Rosemary Bryant Mariner (then Rosemary B. Conatser) joined the United States Navy in 1973 after being selected as one of the first eight women to enter U.S. Navy pilot training. She completed Officer Candidate School in Newport, RI, then headed to Naval Air Station Pensacola, Florida for basic flight training. She was designated a Naval Aviator in June 1974 and became one of the first six women to earn their wings as a United States Naval Aviator, alongside Barbara Allen Rainey, Jane Skiles O'Dea, Judith Ann Neuffer, Ana Marie Fuqua, and Joellen Drag. In 1975, Mariner was one of the first female military aviators to fly a tactical strike aircraft, a single seat A-4L Skyhawk. In 1976, she transitioned to the A-7E Corsair II, making her the first woman to fly a front-line tactical strike aircraft.

During a ship's company assignment, Mariner earned a dual-designation as a Surface Warfare Officer aboard the training aircraft carrier USS Lexington in 1984, after becoming the first female aviator assigned to an aircraft carrier in 1982.

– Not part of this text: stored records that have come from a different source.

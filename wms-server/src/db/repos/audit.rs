//! Audit trail repository

use chrono::{DateTime, Utc};
use serde::Serialize;
use sqlx::{FromRow, PgConnection, PgPool, Postgres, QueryBuilder};
use wms_core::model::AuditAction;

use super::DbError;

/// Audit record from database
#[derive(Debug, Clone, FromRow, Serialize)]
pub struct AuditEntry {
    pub id: i64,
    pub scan_record_id: i64,
    pub action_type: String,
    pub old_values: Option<serde_json::Value>,
    pub new_values: Option<serde_json::Value>,
    pub changed_by: String,
    pub change_date: DateTime<Utc>,
    pub notes: Option<String>,
}

#[derive(Debug, Clone)]
pub struct NewAuditEntry {
    pub scan_record_id: i64,
    pub action: AuditAction,
    pub old_values: Option<serde_json::Value>,
    pub new_values: Option<serde_json::Value>,
    pub changed_by: String,
    pub notes: Option<String>,
}

#[derive(Debug, Clone, Default)]
pub struct AuditQuery {
    pub scan_record_id: Option<i64>,
    pub action: Option<AuditAction>,
    pub changed_by: Option<String>,
    pub start: Option<DateTime<Utc>>,
    pub end: Option<DateTime<Utc>>,
    pub limit: i64,
}

#[derive(Debug, Clone, Default, FromRow, Serialize)]
pub struct AuditSummary {
    pub total: i64,
    pub updates: i64,
    pub deletes: i64,
    pub distinct_users: i64,
    pub distinct_records: i64,
}

/// Write one audit entry on an open connection or transaction.
pub(crate) async fn insert_entry(
    conn: &mut PgConnection,
    entry: &NewAuditEntry,
) -> Result<(), DbError> {
    sqlx::query(
        r#"
        INSERT INTO audit_logs
            (scan_record_id, action_type, old_values, new_values, changed_by, notes)
        VALUES ($1, $2, $3, $4, $5, $6)
        "#,
    )
    .bind(entry.scan_record_id)
    .bind(entry.action.as_str())
    .bind(&entry.old_values)
    .bind(&entry.new_values)
    .bind(&entry.changed_by)
    .bind(&entry.notes)
    .execute(conn)
    .await?;
    Ok(())
}

/// Audit trail repository
pub struct AuditRepo<'a> {
    pool: &'a PgPool,
}

impl<'a> AuditRepo<'a> {
    pub fn new(pool: &'a PgPool) -> Self {
        Self { pool }
    }

    pub async fn append(&self, entry: &NewAuditEntry) -> Result<(), DbError> {
        let mut conn = self.pool.acquire().await?;
        insert_entry(&mut conn, entry).await
    }

    /// Entries matching the filter, newest first.
    pub async fn query(&self, filter: &AuditQuery) -> Result<Vec<AuditEntry>, DbError> {
        let mut qb: QueryBuilder<Postgres> = QueryBuilder::new(
            r#"
            SELECT id, scan_record_id, action_type, old_values, new_values,
                   changed_by, change_date, notes
            FROM audit_logs
            WHERE TRUE
            "#,
        );

        if let Some(id) = filter.scan_record_id {
            qb.push(" AND scan_record_id = ").push_bind(id);
        }
        if let Some(action) = filter.action {
            qb.push(" AND action_type = ").push_bind(action.as_str());
        }
        if let Some(user) = &filter.changed_by {
            qb.push(" AND changed_by = ").push_bind(user.clone());
        }
        if let Some(start) = filter.start {
            qb.push(" AND change_date >= ").push_bind(start);
        }
        if let Some(end) = filter.end {
            qb.push(" AND change_date < ").push_bind(end);
        }
        qb.push(" ORDER BY change_date DESC, id DESC LIMIT ")
            .push_bind(filter.limit);

        let rows = qb.build_query_as::<AuditEntry>().fetch_all(self.pool).await?;
        Ok(rows)
    }

    /// Totals for `[start, end)`.
    pub async fn summary(
        &self,
        start: DateTime<Utc>,
        end: DateTime<Utc>,
    ) -> Result<AuditSummary, DbError> {
        let summary = sqlx::query_as::<_, AuditSummary>(
            r#"
            SELECT COUNT(*) AS total,
                   COUNT(*) FILTER (WHERE action_type = 'UPDATE') AS updates,
                   COUNT(*) FILTER (WHERE action_type = 'DELETE') AS deletes,
                   COUNT(DISTINCT changed_by) AS distinct_users,
                   COUNT(DISTINCT scan_record_id) AS distinct_records
            FROM audit_logs
            WHERE change_date >= $1 AND change_date < $2
            "#,
        )
        .bind(start)
        .bind(end)
        .fetch_one(self.pool)
        .await?;
        Ok(summary)
    }
}
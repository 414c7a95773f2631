//! Closed sets of string-valued kinds stored in the database

use std::fmt;
use std::str::FromStr;

use serde::{Deserialize, Serialize};

use super::ValidationError;

/// Audit trail action
#[derive(Debug, Clone, Copy, PartialEq, Eq, Hash, Serialize, Deserialize)]
#[serde(rename_all = "UPPERCASE")]
pub enum AuditAction {
    Update,
    Delete,
}

impl AuditAction {
    pub fn as_str(&self) -> &'static str {
        match self {
            Self::Update => "UPDATE",
            Self::Delete => "DELETE",
        }
    }
}

impl FromStr for AuditAction {
    type Err = ValidationError;

    fn from_str(s: &str) -> Result<Self, Self::Err> {
        match s.trim().to_uppercase().as_str() {
            "UPDATE" => Ok(Self::Update),
            "DELETE" => Ok(Self::Delete),
            other => Err(ValidationError::InvalidVariant {
                field: "ประเภทการกระทำ",
                value: other.to_owned(),
            }),
        }
    }
}

impl fmt::Display for AuditAction {
    fn fmt(&self, f: &mut fmt::Formatter<'_>) -> fmt::Result {
        f.write_str(self.as_str())
    }
}

/// Event that triggers a sound on the scan station
#[derive(Debug, Clone, Copy, PartialEq, Eq, Hash, Serialize, Deserialize)]
#[serde(rename_all = "lowercase")]
pub enum SoundEvent {
    Success,
    Error,
    Duplicate,
    Warning,
}

impl SoundEvent {
    pub const ALL: [SoundEvent; 4] = [Self::Success, Self::Error, Self::Duplicate, Self::Warning];

    pub fn as_str(&self) -> &'static str {
        match self {
            Self::Success => "success",
            Self::Error => "error",
            Self::Duplicate => "duplicate",
            Self::Warning => "warning",
        }
    }
}

impl FromStr for SoundEvent {
    type Err = ValidationError;

    fn from_str(s: &str) -> Result<Self, Self::Err> {
        match s.trim().to_lowercase().as_str() {
            "success" => Ok(Self::Success),
            "error" => Ok(Self::Error),
            "duplicate" => Ok(Self::Duplicate),
            "warning" => Ok(Self::Warning),
            other => Err(ValidationError::InvalidVariant {
                field: "เหตุการณ์เสียง",
                value: other.to_owned(),
            }),
        }
    }
}

impl fmt::Display for SoundEvent {
    fn fmt(&self, f: &mut fmt::Formatter<'_>) -> fmt::Result {
        f.write_str(self.as_str())
    }
}

/// Visual style of a barcode popup
#[derive(Debug, Clone, Copy, Default, PartialEq, Eq, Hash, Serialize, Deserialize)]
#[serde(rename_all = "lowercase")]
pub enum PopupType {
    #[default]
    Info,
    Warning,
    Error,
    Success,
}

impl PopupType {
    pub fn as_str(&self) -> &'static str {
        match self {
            Self::Info => "info",
            Self::Warning => "warning",
            Self::Error => "error",
            Self::Success => "success",
        }
    }
}

impl FromStr for PopupType {
    type Err = ValidationError;

    fn from_str(s: &str) -> Result<Self, Self::Err> {
        match s.trim().to_lowercase().as_str() {
            "info" => Ok(Self::Info),
            "warning" => Ok(Self::Warning),
            "error" => Ok(Self::Error),
            "success" => Ok(Self::Success),
            other => Err(ValidationError::InvalidVariant {
                field: "ประเภทป๊อปอัพ",
                value: other.to_owned(),
            }),
        }
    }
}

impl fmt::Display for PopupType {
    fn fmt(&self, f: &mut fmt::Formatter<'_>) -> fmt::Result {
        f.write_str(self.as_str())
    }
}

#[cfg(test)]
mod tests {
    use super::*;

    #[test]
    fn parse_is_case_insensitive() {
        assert_eq!("update".parse::<AuditAction>().unwrap(), AuditAction::Update);
        assert_eq!("Duplicate".parse::<SoundEvent>().unwrap(), SoundEvent::Duplicate);
        assert_eq!(" WARNING ".parse::<PopupType>().unwrap(), PopupType::Warning);
    }

    #[test]
    fn rejects_unknown_variant() {
        let err = "beep".parse::<SoundEvent>().unwrap_err();
        assert!(matches!(err, ValidationError::InvalidVariant { .. }));
    }

    #[test]
    fn serde_uses_wire_names() {
        assert_eq!(serde_json::to_string(&AuditAction::Delete).unwrap(), "\"DELETE\"");
        assert_eq!(serde_json::to_string(&PopupType::Info).unwrap(), "\"info\"");
    }
}
//! wms-core: domain rules for the warehouse barcode scanner
//!
//! Everything in this crate is free of database and HTTP concerns:
//! - configuration loading (`config`)
//! - validated value types (`model`)
//! - the scan rules: dependency evaluation, duplicate window, site calendar (`rules`)
//! - the CSV import/export template (`import`)
//! - user-facing Thai message text (`messages`)

pub mod config;
pub mod error;
pub mod import;
pub mod messages;
pub mod model;
pub mod rules;

pub use config::WmsConfig;
pub use error::{Result, WmsError};
pub use model::ValidationError;
use std::collections::HashMap;
use std::sync::Arc;
use swap_token::implementations::alloy::AlloyTokenReader;
use swap_token::TokenInterface;
use swap_types::{ChainId, NetworkInfo};

pub fn create(networks: &HashMap<ChainId, NetworkInfo>) -> Result<Arc<dyn TokenInterface>, String> {
	let reader = AlloyTokenReader::new(networks)
		.map_err(|e| format!("Failed to create token reader: {}", e))?;
	Ok(Arc::new(reader))
}
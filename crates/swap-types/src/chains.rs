//! Chain identifiers and network metadata.

use serde::{Deserialize, Serialize};
use std::fmt;
use std::str::FromStr;

/// Chain identifier
#[derive(Debug, Clone, Copy, PartialEq, Eq, Hash, PartialOrd, Ord, Serialize, Deserialize)]
pub struct ChainId(pub u64);

impl ChainId {
	pub const ETHEREUM: Self = Self(1);
	pub const BASE: Self = Self(8453);
	pub const AVALANCHE: Self = Self(43114);
	pub const SOLANA: Self = Self(501);
}

impl fmt::Display for ChainId {
	fn fmt(&self, f: &mut fmt::Formatter<'_>) -> fmt::Result {
		write!(f, "{}", self.0)
	}
}

impl FromStr for ChainId {
	type Err = std::num::ParseIntError;

	fn from_str(s: &str) -> std::result::Result<Self, Self::Err> {
		let s = s.trim();
		// Wallets report chain ids as 0x-prefixed quantities.
		if let Some(hex) = s.strip_prefix("0x") {
			return Ok(ChainId(u64::from_str_radix(hex, 16)?));
		}
		Ok(ChainId(s.parse()?))
	}
}

impl From<u64> for ChainId {
	fn from(id: u64) -> Self {
		ChainId(id)
	}
}

/// Network metadata for a configured chain.
#[derive(Debug, Clone, PartialEq, Eq, Serialize, Deserialize)]
pub struct NetworkInfo {
	/// Human readable chain name.
	pub name: String,
	/// JSON-RPC endpoint. Display-only chains (e.g. Solana) have none.
	#[serde(default)]
	pub rpc_url: Option<String>,
	/// Block explorer base URL.
	pub explorer_url: String,
}

/// Formats a chain id the way it is shown to users: `8453 (Base)`.
pub fn describe_chain(chain_id: ChainId, network: Option<&NetworkInfo>) -> String {
	match network {
		Some(network) => format!("{} ({})", chain_id, network.name),
		None => format!("{} (Unknown)", chain_id),
	}
}
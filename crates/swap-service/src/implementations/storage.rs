use swap_config::{StorageBackend, StorageConfig};
use swap_storage::implementations::{file, memory};
use swap_storage::StorageInterface;

pub fn create(config: &StorageConfig) -> Result<Box<dyn StorageInterface>, String> {
	match config.backend {
		StorageBackend::Memory => Ok(memory::create_storage()),
		StorageBackend::File => {
			let path = config
				.path
				.clone()
				.ok_or_else(|| "File storage requires storage.path".to_string())?;
			Ok(file::create_storage(path))
		}
	}
}
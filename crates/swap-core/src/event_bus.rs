//! Broadcast channel for swap progress notifications.

use swap_types::SwapEvent;
use tokio::sync::broadcast;

/// Fan-out of [`SwapEvent`]s to any number of observers.
///
/// Slow subscribers lose the oldest events once `capacity` is exceeded.
#[derive(Clone)]
pub struct EventBus {
	sender: broadcast::Sender<SwapEvent>,
}

impl EventBus {
	pub fn new(capacity: usize) -> Self {
		let (sender, _) = broadcast::channel(capacity);
		Self { sender }
	}

	pub fn subscribe(&self) -> broadcast::Receiver<SwapEvent> {
		self.sender.subscribe()
	}

	/// Publishes to current subscribers. Fails only when nobody listens.
	pub fn publish(&self, event: SwapEvent) -> Result<(), broadcast::error::SendError<SwapEvent>> {
		self.sender.send(event)?;
		Ok(())
	}
}
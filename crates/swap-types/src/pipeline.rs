//! Pipeline steps and their observable status.

use crate::errors::{ErrorKind, StepFailure};
use serde::{Deserialize, Serialize};
use std::fmt;

/// The five ordered steps of a gasless swap.
#[derive(Debug, Clone, Copy, PartialEq, Eq, Hash, PartialOrd, Ord, Serialize, Deserialize)]
#[serde(rename_all = "snake_case")]
pub enum Step {
	Connect,
	Sign,
	Verify,
	Relay,
	Execute,
}

impl Step {
	/// All steps in execution order.
	pub const ALL: [Step; 5] = [
		Step::Connect,
		Step::Sign,
		Step::Verify,
		Step::Relay,
		Step::Execute,
	];

	pub fn index(self) -> usize {
		self as usize
	}

	pub fn next(self) -> Option<Step> {
		Step::ALL.get(self.index() + 1).copied()
	}

	pub fn name(self) -> &'static str {
		match self {
			Step::Connect => "connect",
			Step::Sign => "sign",
			Step::Verify => "verify",
			Step::Relay => "relay",
			Step::Execute => "execute",
		}
	}
}

impl fmt::Display for Step {
	fn fmt(&self, f: &mut fmt::Formatter<'_>) -> fmt::Result {
		f.write_str(self.name())
	}
}

/// State of a single step.
#[derive(Debug, Clone, Copy, PartialEq, Eq, Serialize, Deserialize)]
#[serde(rename_all = "snake_case")]
pub enum StepState {
	Pending,
	Active,
	Succeeded,
	Failed(ErrorKind),
}

impl StepState {
	pub fn is_terminal(&self) -> bool {
		matches!(self, StepState::Succeeded | StepState::Failed(_))
	}
}

/// Per-step status of the active pipeline.
#[derive(Debug, Clone, PartialEq, Eq, Serialize, Deserialize)]
pub struct PipelineStatus {
	states: [StepState; 5],
}

impl Default for PipelineStatus {
	fn default() -> Self {
		Self {
			states: [StepState::Pending; 5],
		}
	}
}

/// Raised when a transition would break step ordering.
#[derive(Debug, Clone, PartialEq, Eq, thiserror::Error)]
#[error("step {step} cannot become {target:?}: {reason}")]
pub struct TransitionError {
	pub step: Step,
	pub target: StepState,
	pub reason: &'static str,
}

impl PipelineStatus {
	pub fn get(&self, step: Step) -> StepState {
		self.states[step.index()]
	}

	pub fn iter(&self) -> impl Iterator<Item = (Step, StepState)> + '_ {
		Step::ALL.iter().map(move |step| (*step, self.get(*step)))
	}

	/// Marks a step active. Every earlier step must have succeeded and no
	/// step may have failed.
	pub fn activate(&mut self, step: Step) -> Result<(), TransitionError> {
		let target = StepState::Active;
		if self.failed_step().is_some() {
			return Err(TransitionError {
				step,
				target,
				reason: "pipeline has a failed step",
			});
		}
		let predecessors_done = Step::ALL[..step.index()]
			.iter()
			.all(|earlier| self.get(*earlier) == StepState::Succeeded);
		if !predecessors_done {
			return Err(TransitionError {
				step,
				target,
				reason: "previous step has not succeeded",
			});
		}
		self.states[step.index()] = target;
		Ok(())
	}

	pub fn succeed(&mut self, step: Step) -> Result<(), TransitionError> {
		self.require_active(step, StepState::Succeeded)?;
		self.states[step.index()] = StepState::Succeeded;
		Ok(())
	}

	pub fn fail(&mut self, step: Step, kind: ErrorKind) -> Result<(), TransitionError> {
		let target = StepState::Failed(kind);
		self.require_active(step, target)?;
		self.states[step.index()] = target;
		Ok(())
	}

	fn require_active(&self, step: Step, target: StepState) -> Result<(), TransitionError> {
		if self.get(step) != StepState::Active {
			return Err(TransitionError {
				step,
				target,
				reason: "step is not active",
			});
		}
		Ok(())
	}

	/// Resets `from` and every later step back to pending so the pipeline
	/// can be resumed from there.
	pub fn rewind(&mut self, from: Step) {
		for step in &Step::ALL[from.index()..] {
			self.states[step.index()] = StepState::Pending;
		}
	}

	/// Returns an interrupted active step to pending.
	pub fn deactivate(&mut self, step: Step) {
		if self.get(step) == StepState::Active {
			self.states[step.index()] = StepState::Pending;
		}
	}

	pub fn failed_step(&self) -> Option<(Step, ErrorKind)> {
		self.iter().find_map(|(step, state)| match state {
			StepState::Failed(kind) => Some((step, kind)),
			_ => None,
		})
	}

	/// First step that has not succeeded yet.
	pub fn first_incomplete(&self) -> Option<Step> {
		self.iter()
			.find(|(_, state)| *state != StepState::Succeeded)
			.map(|(step, _)| step)
	}

	pub fn is_complete(&self) -> bool {
		self.first_incomplete().is_none()
	}
}

/// Terminal or current status of a swap intent.
#[derive(Debug, Clone, PartialEq, Eq, Serialize, Deserialize)]
#[serde(tag = "status", rename_all = "snake_case")]
pub enum IntentStatus {
	/// Created, not yet driven.
	Created,
	/// A step is currently running.
	InFlight { step: Step },
	/// The executor reported completion on the destination chain.
	Completed { destination_tx: Option<String> },
	/// A step failed before any funds moved.
	Failed { failure: StepFailure },
	/// The relay executed the permit but execution never resolved.
	/// Funds may be in transit; the user must check status later.
	Inconsistent {
		task_id: String,
		failure: StepFailure,
	},
	/// The token does not support permits; nothing was signed.
	Blocked { reason: String },
	/// Cancelled by the user or by a wallet account/chain change.
	Cancelled { step: Step, reason: String },
}

impl IntentStatus {
	pub fn is_terminal(&self) -> bool {
		!matches!(self, IntentStatus::Created | IntentStatus::InFlight { .. })
	}

	/// Failure kind attached to the status, if any.
	pub fn error_kind(&self) -> Option<ErrorKind> {
		match self {
			IntentStatus::Failed { failure } => Some(failure.kind),
			IntentStatus::Inconsistent { .. } => Some(ErrorKind::InconsistentState),
			_ => None,
		}
	}
}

In 1987, Mariner became the first woman screened for command of an aviation unit in the U.S. Navy. In 1990, she became the first woman to command an aviation squadron in the Navy and was selected for major aviation shore command. During Operation Desert Storm, she commanded Tactical Electronic Warfare Squadron Thirty Four (VAQ-34), flying the EA-7L and A-7E in Fleet training exercises. Mariner was president of Women Military Aviators, Inc. from 1991 to 1993, helping lead the removal of restrictions on military women flying in combat. In April 1993, when Secretary of Defense Les Aspin removed restrictions on female pilots flying combat missions, Mariner, along with Jane Skiles O'Dea, Commander Lin Hutton, and Naval Reserve Commander Joellen Oslund, was one of the first female aviators selected for promotion to captain in the U.S. Navy.

Mariner's final military assignment was as the Chairman of the Joint Chiefs of Staff's Professor of Military Studies at the National War College. She retired after twenty-four years of military service, a veteran of seventeen carrier arrested landings with over 3,500 military flight hours in fifteen different Navy aircraft.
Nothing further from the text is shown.